WHAT YOU NEED TO DO » A single figure is required: the number of lines below that contain "envelope".

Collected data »
================
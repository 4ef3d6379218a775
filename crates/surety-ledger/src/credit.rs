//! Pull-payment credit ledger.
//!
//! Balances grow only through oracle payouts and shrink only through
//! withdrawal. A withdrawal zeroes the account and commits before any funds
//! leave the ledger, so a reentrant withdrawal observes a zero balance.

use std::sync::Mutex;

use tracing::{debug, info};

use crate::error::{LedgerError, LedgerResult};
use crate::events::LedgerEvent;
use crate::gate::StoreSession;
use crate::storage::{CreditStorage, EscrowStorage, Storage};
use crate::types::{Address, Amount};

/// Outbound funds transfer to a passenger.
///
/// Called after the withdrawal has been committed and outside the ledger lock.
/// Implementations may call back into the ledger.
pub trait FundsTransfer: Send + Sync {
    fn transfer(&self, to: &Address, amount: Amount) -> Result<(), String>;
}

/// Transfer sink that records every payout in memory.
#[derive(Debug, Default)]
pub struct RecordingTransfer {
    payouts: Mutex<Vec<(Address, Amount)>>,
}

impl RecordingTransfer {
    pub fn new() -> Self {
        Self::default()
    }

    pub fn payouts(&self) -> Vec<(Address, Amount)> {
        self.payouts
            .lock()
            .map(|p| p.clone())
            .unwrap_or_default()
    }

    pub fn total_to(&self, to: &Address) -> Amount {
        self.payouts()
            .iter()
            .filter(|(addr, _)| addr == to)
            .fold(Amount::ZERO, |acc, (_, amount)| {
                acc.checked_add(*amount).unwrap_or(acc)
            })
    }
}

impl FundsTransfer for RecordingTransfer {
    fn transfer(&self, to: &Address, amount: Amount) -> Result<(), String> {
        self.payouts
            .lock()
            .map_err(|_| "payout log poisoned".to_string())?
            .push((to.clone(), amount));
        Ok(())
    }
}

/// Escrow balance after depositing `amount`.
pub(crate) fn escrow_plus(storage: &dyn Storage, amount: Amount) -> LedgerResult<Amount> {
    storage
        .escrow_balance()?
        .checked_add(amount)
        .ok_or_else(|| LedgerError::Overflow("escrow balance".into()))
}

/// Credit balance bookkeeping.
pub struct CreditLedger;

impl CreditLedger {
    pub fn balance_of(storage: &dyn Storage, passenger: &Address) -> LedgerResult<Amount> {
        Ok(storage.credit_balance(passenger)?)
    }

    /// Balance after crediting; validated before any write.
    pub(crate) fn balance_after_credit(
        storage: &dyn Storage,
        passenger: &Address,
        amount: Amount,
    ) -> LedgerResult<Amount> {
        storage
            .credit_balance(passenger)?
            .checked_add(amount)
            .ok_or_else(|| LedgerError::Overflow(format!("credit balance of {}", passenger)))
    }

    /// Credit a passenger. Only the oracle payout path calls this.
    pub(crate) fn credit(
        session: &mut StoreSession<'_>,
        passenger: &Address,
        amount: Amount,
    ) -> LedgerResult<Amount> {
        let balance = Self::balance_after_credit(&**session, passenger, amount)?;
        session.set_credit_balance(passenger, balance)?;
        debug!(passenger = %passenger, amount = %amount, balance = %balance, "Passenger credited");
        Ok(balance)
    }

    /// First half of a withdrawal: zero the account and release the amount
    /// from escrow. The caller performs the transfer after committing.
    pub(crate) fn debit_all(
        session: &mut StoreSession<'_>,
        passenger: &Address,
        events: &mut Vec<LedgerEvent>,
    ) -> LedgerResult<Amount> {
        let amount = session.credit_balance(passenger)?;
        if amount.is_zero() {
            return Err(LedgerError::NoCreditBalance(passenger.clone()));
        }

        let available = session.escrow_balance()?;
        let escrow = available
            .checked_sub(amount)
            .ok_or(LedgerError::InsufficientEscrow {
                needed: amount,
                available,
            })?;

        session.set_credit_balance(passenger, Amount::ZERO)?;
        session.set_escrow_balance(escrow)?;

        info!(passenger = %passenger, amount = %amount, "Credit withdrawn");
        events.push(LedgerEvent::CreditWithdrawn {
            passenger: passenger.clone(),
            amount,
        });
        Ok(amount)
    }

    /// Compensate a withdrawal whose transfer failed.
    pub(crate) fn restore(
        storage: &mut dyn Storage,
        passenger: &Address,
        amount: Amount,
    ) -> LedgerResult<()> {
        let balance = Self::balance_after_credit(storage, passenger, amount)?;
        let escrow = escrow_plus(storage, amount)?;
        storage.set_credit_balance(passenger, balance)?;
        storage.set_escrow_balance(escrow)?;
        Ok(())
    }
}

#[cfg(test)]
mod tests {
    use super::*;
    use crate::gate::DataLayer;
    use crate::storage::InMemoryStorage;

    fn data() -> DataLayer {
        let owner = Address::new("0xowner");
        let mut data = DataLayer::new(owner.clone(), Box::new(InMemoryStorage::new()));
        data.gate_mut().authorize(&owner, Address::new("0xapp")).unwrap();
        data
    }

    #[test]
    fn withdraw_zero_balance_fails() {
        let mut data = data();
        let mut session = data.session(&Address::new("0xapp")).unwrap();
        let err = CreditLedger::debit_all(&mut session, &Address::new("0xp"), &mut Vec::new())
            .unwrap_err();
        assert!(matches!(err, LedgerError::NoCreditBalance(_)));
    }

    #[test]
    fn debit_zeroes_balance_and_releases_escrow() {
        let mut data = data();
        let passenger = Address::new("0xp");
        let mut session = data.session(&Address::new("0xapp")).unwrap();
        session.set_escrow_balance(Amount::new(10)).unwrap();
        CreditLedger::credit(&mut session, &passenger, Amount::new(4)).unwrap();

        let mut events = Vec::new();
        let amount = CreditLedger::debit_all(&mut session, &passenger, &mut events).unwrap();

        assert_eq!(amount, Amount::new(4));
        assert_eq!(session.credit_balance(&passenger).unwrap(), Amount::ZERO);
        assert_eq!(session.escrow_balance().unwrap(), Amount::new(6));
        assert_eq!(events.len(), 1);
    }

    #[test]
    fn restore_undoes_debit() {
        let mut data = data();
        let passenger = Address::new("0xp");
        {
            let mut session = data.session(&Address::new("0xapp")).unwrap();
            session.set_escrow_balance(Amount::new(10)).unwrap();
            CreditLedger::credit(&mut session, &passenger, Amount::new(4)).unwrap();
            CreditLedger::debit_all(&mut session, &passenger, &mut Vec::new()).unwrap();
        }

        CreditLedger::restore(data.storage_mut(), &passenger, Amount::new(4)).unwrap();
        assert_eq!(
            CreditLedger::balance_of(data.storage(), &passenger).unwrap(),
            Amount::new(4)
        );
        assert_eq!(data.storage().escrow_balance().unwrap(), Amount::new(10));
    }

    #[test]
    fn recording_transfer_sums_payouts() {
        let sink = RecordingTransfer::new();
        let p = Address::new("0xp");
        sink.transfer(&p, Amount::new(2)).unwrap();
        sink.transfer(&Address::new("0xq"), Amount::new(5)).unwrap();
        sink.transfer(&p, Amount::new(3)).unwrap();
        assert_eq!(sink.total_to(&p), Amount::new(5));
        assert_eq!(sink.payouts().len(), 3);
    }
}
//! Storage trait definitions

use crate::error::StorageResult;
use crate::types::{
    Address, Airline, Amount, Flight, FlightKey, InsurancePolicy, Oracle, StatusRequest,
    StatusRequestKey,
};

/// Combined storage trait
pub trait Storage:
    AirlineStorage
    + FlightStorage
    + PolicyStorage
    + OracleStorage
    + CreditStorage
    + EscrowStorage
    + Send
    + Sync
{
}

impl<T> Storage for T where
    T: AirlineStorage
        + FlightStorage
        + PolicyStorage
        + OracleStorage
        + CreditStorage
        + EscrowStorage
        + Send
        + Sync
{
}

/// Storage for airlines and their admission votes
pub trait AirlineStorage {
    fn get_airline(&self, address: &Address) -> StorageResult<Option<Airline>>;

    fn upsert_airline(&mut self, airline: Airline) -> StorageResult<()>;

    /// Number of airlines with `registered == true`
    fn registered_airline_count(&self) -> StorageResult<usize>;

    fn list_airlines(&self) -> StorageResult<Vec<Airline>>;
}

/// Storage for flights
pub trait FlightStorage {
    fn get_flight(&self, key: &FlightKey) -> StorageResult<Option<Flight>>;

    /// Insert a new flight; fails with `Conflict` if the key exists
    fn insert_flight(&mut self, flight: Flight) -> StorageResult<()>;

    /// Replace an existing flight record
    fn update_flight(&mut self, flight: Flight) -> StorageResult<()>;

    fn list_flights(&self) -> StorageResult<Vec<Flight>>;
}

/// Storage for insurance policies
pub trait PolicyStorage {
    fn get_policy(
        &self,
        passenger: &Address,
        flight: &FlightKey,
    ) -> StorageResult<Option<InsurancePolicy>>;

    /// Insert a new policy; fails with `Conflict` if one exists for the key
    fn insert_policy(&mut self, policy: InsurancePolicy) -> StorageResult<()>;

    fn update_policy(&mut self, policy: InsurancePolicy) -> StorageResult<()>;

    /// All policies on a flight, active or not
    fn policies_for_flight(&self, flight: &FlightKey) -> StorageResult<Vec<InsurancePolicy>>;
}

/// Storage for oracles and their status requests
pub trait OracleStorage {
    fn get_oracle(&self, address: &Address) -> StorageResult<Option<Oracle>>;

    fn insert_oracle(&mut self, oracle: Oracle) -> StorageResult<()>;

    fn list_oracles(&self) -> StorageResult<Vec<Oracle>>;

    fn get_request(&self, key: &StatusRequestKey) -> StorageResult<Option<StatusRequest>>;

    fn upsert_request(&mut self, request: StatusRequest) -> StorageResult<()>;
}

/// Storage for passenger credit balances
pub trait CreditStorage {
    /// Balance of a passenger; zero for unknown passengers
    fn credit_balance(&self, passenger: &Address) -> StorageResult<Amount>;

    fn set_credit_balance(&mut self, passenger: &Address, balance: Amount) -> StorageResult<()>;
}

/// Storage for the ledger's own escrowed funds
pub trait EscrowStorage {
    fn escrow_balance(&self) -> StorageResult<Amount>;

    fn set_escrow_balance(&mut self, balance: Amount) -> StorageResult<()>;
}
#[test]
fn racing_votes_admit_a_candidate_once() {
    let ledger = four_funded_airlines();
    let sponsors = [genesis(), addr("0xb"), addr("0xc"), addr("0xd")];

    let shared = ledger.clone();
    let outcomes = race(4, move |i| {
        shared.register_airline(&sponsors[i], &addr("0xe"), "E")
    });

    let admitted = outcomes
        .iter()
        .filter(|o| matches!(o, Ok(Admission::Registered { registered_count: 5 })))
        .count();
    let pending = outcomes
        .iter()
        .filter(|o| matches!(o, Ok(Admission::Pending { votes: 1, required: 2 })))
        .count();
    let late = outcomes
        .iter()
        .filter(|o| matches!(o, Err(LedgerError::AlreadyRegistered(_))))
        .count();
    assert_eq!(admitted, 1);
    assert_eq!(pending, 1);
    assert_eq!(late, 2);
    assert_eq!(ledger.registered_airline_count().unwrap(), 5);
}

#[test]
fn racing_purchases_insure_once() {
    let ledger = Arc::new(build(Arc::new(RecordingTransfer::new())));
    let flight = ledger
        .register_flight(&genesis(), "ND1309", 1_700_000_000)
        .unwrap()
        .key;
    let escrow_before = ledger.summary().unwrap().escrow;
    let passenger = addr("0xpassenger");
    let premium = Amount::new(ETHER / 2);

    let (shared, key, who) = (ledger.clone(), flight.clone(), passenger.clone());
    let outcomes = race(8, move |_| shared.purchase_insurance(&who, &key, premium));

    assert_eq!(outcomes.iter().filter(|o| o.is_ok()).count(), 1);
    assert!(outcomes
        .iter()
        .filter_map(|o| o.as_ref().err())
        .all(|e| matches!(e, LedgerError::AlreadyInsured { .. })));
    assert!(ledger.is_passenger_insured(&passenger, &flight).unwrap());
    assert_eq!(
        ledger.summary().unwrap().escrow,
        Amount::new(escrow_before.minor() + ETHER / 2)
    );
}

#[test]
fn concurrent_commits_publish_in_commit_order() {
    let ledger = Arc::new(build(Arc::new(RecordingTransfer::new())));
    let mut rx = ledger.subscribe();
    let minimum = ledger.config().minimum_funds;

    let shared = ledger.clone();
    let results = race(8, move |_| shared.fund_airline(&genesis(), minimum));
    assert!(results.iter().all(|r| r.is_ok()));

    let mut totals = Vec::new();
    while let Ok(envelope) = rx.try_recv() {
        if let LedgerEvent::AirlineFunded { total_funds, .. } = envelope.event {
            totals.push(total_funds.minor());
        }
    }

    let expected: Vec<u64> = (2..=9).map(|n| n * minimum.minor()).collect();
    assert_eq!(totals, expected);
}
================
TASK SOLUTION » 2